The wind had again taken up that nerve-racking moaning and groaning sound, as of an unseen giant in distress, and the spray from the crests of the waves blew in the faces of the two young men, as they crouched down behind the shelter of the half-cabin.

It seemed as though the storm had begun, had halted in its purpose, or had gone off momentarily in some other direction, and was now headed back, to sweep destruction down on those aboard the Mary Ellen, and the two in the motorboat.

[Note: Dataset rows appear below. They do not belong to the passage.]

//! Flags accepted by every subcommand, flattened into [`super::Cli`].

use std::path::PathBuf;

use clap::{ArgAction, Args, builder::FalseyValueParser};

#[derive(Debug, Clone, Args)]
pub struct GlobalArgs {
    /// More log output: -v info, -vv debug, -vvv trace.
    #[arg(short, long, action = ArgAction::Count, global = true)]
    pub verbose: u8,

    /// Only print errors.
    #[arg(short, long, global = true, conflicts_with = "verbose")]
    pub quiet: bool,

    /// Disable colored output.
    ///
    /// Also enabled by a non-empty `NO_COLOR` (https://no-color.org).
    /// `NO_COLOR=0`, `false`, `no` and `off` leave color on.
    #[arg(
        long,
        global = true,
        env = "NO_COLOR",
        action = ArgAction::SetTrue,
        value_parser = FalseyValueParser::new(),
        hide_env_values = true
    )]
    pub no_color: bool,

    /// Read configuration from FILE instead of the user config.
    #[arg(short, long, global = true, value_name = "FILE")]
    pub config: Option<PathBuf>,

    /// How results are rendered.
    #[arg(long, global = true, value_enum, default_value_t = OutputFormat::Auto)]
    pub output_format: OutputFormat,
}

/// Rendering mode for command output.
#[derive(Debug, Clone, Copy, Default, PartialEq, Eq, clap::ValueEnum)]
pub enum OutputFormat {
    /// Human when stdout is a terminal, plain otherwise.
    #[default]
    Auto,
    /// Colored, with spinners.
    Human,
    /// No colors or spinners.
    Plain,
    /// One JSON document on stdout.
    Json,
}

#[cfg(test)]
mod tests {
    use clap::Parser;

    use super::*;

    #[derive(Parser)]
    struct Harness {
        #[command(flatten)]
        global: GlobalArgs,
    }

    #[test]
    fn no_color_flag_without_env() {
        let h = Harness::try_parse_from(["t", "--no-color"]).unwrap();
        assert!(h.global.no_color);
    }

    #[test]
    fn verbosity_counts() {
        let h = Harness::try_parse_from(["t", "-vvv"]).unwrap();
        assert_eq!(h.global.verbose, 3);
    }

    #[test]
    fn quiet_conflicts_with_verbose() {
        assert!(Harness::try_parse_from(["t", "-q", "-v"]).is_err());
    }
}
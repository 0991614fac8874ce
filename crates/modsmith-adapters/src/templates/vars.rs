//! `{{NAME}}` placeholder substitution.
//!
//! Template texts are plain constants containing `{{KEY}}` markers. Every
//! marker must be bound; a leftover marker is a rendering bug and is
//! reported instead of being written to disk.

use std::collections::BTreeMap;

use modsmith_core::error::{ModsmithError, ModsmithResult};

#[derive(Debug, Clone, Default)]
pub struct RenderVars {
    values: BTreeMap<&'static str, String>,
}

impl RenderVars {
    pub fn new() -> Self {
        Self::default()
    }

    pub fn set(mut self, key: &'static str, value: impl Into<String>) -> Self {
        self.values.insert(key, value.into());
        self
    }

    /// Single left-to-right pass; substituted values are never rescanned.
    pub fn render(&self, template: &str) -> ModsmithResult<String> {
        let mut out = String::with_capacity(template.len());
        let mut rest = template;
        while let Some(start) = rest.find("{{") {
            let after = &rest[start + 2..];
            let Some(end) = after.find("}}") else { break };
            let name = &after[..end];
            let value = self.values.get(name).ok_or_else(|| ModsmithError::Internal {
                message: format!("unbound template placeholder '{name}'"),
            })?;
            out.push_str(&rest[..start]);
            out.push_str(value);
            rest = &after[end + 2..];
        }
        out.push_str(rest);
        Ok(out)
    }
}

/// Escape a value for a double-quoted Groovy string.
pub fn groovy_string(value: &str) -> String {
    value
        .replace('\\', "\\\\")
        .replace('"', "\\\"")
        .replace('$', "\\$")
}

/// Escape a value for a single-quoted Groovy string.
pub fn groovy_single(value: &str) -> String {
    value.replace('\\', "\\\\").replace('\'', "\\'")
}

/// Escape a value for a Java string literal.
pub fn java_string(value: &str) -> String {
    value.replace('\\', "\\\\").replace('"', "\\\"")
}

#[cfg(test)]
mod tests {
    use super::*;

    #[test]
    fn substitutes_all_occurrences() {
        let vars = RenderVars::new().set("ID", "mymod");
        assert_eq!(
            vars.render("package {{ID}}; // {{ID}}").unwrap(),
            "package mymod; // mymod"
        );
    }

    #[test]
    fn leaves_gradle_interpolation_alone() {
        let vars = RenderVars::new();
        let text = r#"def jarName = "${project.ext.modID}""#;
        assert_eq!(vars.render(text).unwrap(), text);
    }

    #[test]
    fn unbound_placeholder_is_an_error() {
        let err = RenderVars::new().render("hello {{WHO}}").unwrap_err();
        assert!(err.to_string().contains("WHO"));
    }

    #[test]
    fn groovy_escaping() {
        assert_eq!(groovy_string(r#"say "hi" $x"#), r#"say \"hi\" \$x"#);
        assert_eq!(groovy_single("Bob's"), r"Bob\'s");
        assert_eq!(java_string(r#"a "b""#), r#"a \"b\""#);
    }
}
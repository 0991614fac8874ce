// ============================================================================
// domain/error.rs - DOMAIN ERRORS
// ============================================================================

use thiserror::Error;

/// Root domain error type.
///
/// All errors are:
/// - Cloneable
/// - Categorizable (for CLI display)
/// - Actionable (provides suggestions)
#[derive(Debug, Error, Clone, PartialEq)]
pub enum DomainError {
    // ========================================================================
    // Selector Errors
    // ========================================================================
    #[error("Unknown template kind '{kind}'")]
    UnknownTemplateKind { kind: String },

    #[error("Unknown component kind '{kind}'")]
    UnknownComponentKind { kind: String },

    // ========================================================================
    // Configuration Errors
    // ========================================================================
    #[error("Invalid mod id '{id}': must be lowercase alphanumeric only")]
    InvalidModId { id: String },

    #[error("Mod name cannot be empty")]
    EmptyModName,

    #[error("Component name cannot be empty")]
    EmptyComponentName,

    #[error("Invalid value for '{field}': {reason}")]
    InvalidOption { field: &'static str, reason: String },

    // ========================================================================
    // File Set Errors
    // ========================================================================
    #[error("Duplicate path in file set: {path}")]
    DuplicatePath { path: String },

    #[error("Absolute paths not allowed: {path}")]
    AbsolutePathNotAllowed { path: String },
}

impl DomainError {
    /// Get user-actionable suggestions for fixing this error.
    pub fn suggestions(&self) -> Vec<String> {
        match self {
            Self::UnknownTemplateKind { kind } => vec![
                format!("'{}' is not a known template", kind),
                "Available templates: basic, item, qol, empty".into(),
                "Try: modsmith list".into(),
            ],
            Self::UnknownComponentKind { kind } => vec![
                format!("'{}' is not a known component", kind),
                "Available components: item, mob, tile, buff".into(),
            ],
            Self::InvalidModId { id } => vec![
                format!("Mod id '{}' contains invalid characters", id),
                "Use only lowercase letters and digits, e.g. 'mymod'".into(),
                "Pass it explicitly with --mod-id".into(),
            ],
            Self::EmptyModName => vec![
                "Provide a mod name, e.g. modsmith new \"My Mod\"".into(),
            ],
            Self::EmptyComponentName => vec!["Provide a name with --name".into()],
            Self::InvalidOption { field, reason } => vec![
                format!("Check the value given for '{}': {}", field, reason),
            ],
            _ => vec!["See documentation for more details".into()],
        }
    }

    /// Error category for CLI display styling.
    pub fn category(&self) -> ErrorCategory {
        match self {
            Self::DuplicatePath { .. } | Self::AbsolutePathNotAllowed { .. } => {
                ErrorCategory::Internal
            }
            _ => ErrorCategory::Validation,
        }
    }
}

#[derive(Debug, Clone, Copy, PartialEq, Eq)]
pub enum ErrorCategory {
    Validation,
    Internal,
}
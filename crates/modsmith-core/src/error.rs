//! Unified error handling for Modsmith Core.
//!
//! This module provides a unified error type that wraps domain and application
//! errors, with rich context and user-actionable suggestions.

use thiserror::Error;

use crate::application::ApplicationError;
use crate::domain::DomainError;

/// Root error type for Modsmith Core operations.
#[derive(Debug, Error, Clone, PartialEq)]
pub enum ModsmithError {
    /// Errors from the domain layer (invalid configuration, bad options).
    #[error("Domain error: {0}")]
    Domain(#[from] DomainError),

    /// Errors from the application layer (filesystem, project detection).
    #[error("Application error: {0}")]
    Application(#[from] ApplicationError),

    /// Unexpected internal errors (bugs).
    #[error("Internal error: {message}. This is a bug, please report it.")]
    Internal { message: String },
}

impl ModsmithError {
    /// Get user-actionable suggestions for fixing this error.
    pub fn suggestions(&self) -> Vec<String> {
        match self {
            Self::Domain(e) => e.suggestions(),
            Self::Application(e) => e.suggestions(),
            Self::Internal { .. } => vec![
                "This appears to be a bug in Modsmith".into(),
                "Please report this issue at: https://github.com/modsmith/modsmith/issues".into(),
            ],
        }
    }

    /// Get error category for display/styling purposes.
    pub fn category(&self) -> ErrorCategory {
        match self {
            Self::Domain(e) => match e.category() {
                crate::domain::ErrorCategory::Validation => ErrorCategory::Validation,
                crate::domain::ErrorCategory::Internal => ErrorCategory::Internal,
            },
            Self::Application(e) => e.category(),
            Self::Internal { .. } => ErrorCategory::Internal,
        }
    }

    /// `true` when the failure means "the user is not inside a mod".
    pub fn is_not_a_project(&self) -> bool {
        matches!(
            self,
            Self::Application(ApplicationError::NotAProjectDirectory { .. })
        )
    }
}

/// Error categories for UI display.
#[derive(Debug, Clone, Copy, PartialEq, Eq)]
pub enum ErrorCategory {
    Validation,
    NotFound,
    Configuration,
    Internal,
}

/// Convenient result type alias.
pub type ModsmithResult<T> = Result<T, ModsmithError>;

But where was the Mary Ellen?

That was a question Russ and Mr. Sneed asked of themselves over and over again as they drove into the very teeth of the storm. They had to head into it, as in the small boat no other course would have been safe. Fortunately the Ajax was built dory-fashion, with high bow and stern, after the pattern of the skiffs in which the fishermen of the New Foundland banks go out in heavy weather.

"What are you going to do?" asked Mr. Sneed, as Russ increased the speed of the engine, so that the small craft fairly tore up the inclined hills of green waters, which the waves represented, and slid down them with sickening speed on the other slope.

"I'm going to keep on until I find her—find the schooner," Russ said, grimly. "That's all we can do. But I can't understand why they don't show a light."

"Maybe they're having troubles of their own," suggested the actor.

"Well, they could shout, so as to let us know where to steer," Russ went on, rather provoked.

"We could do that ourselves," Pepper Sneed said.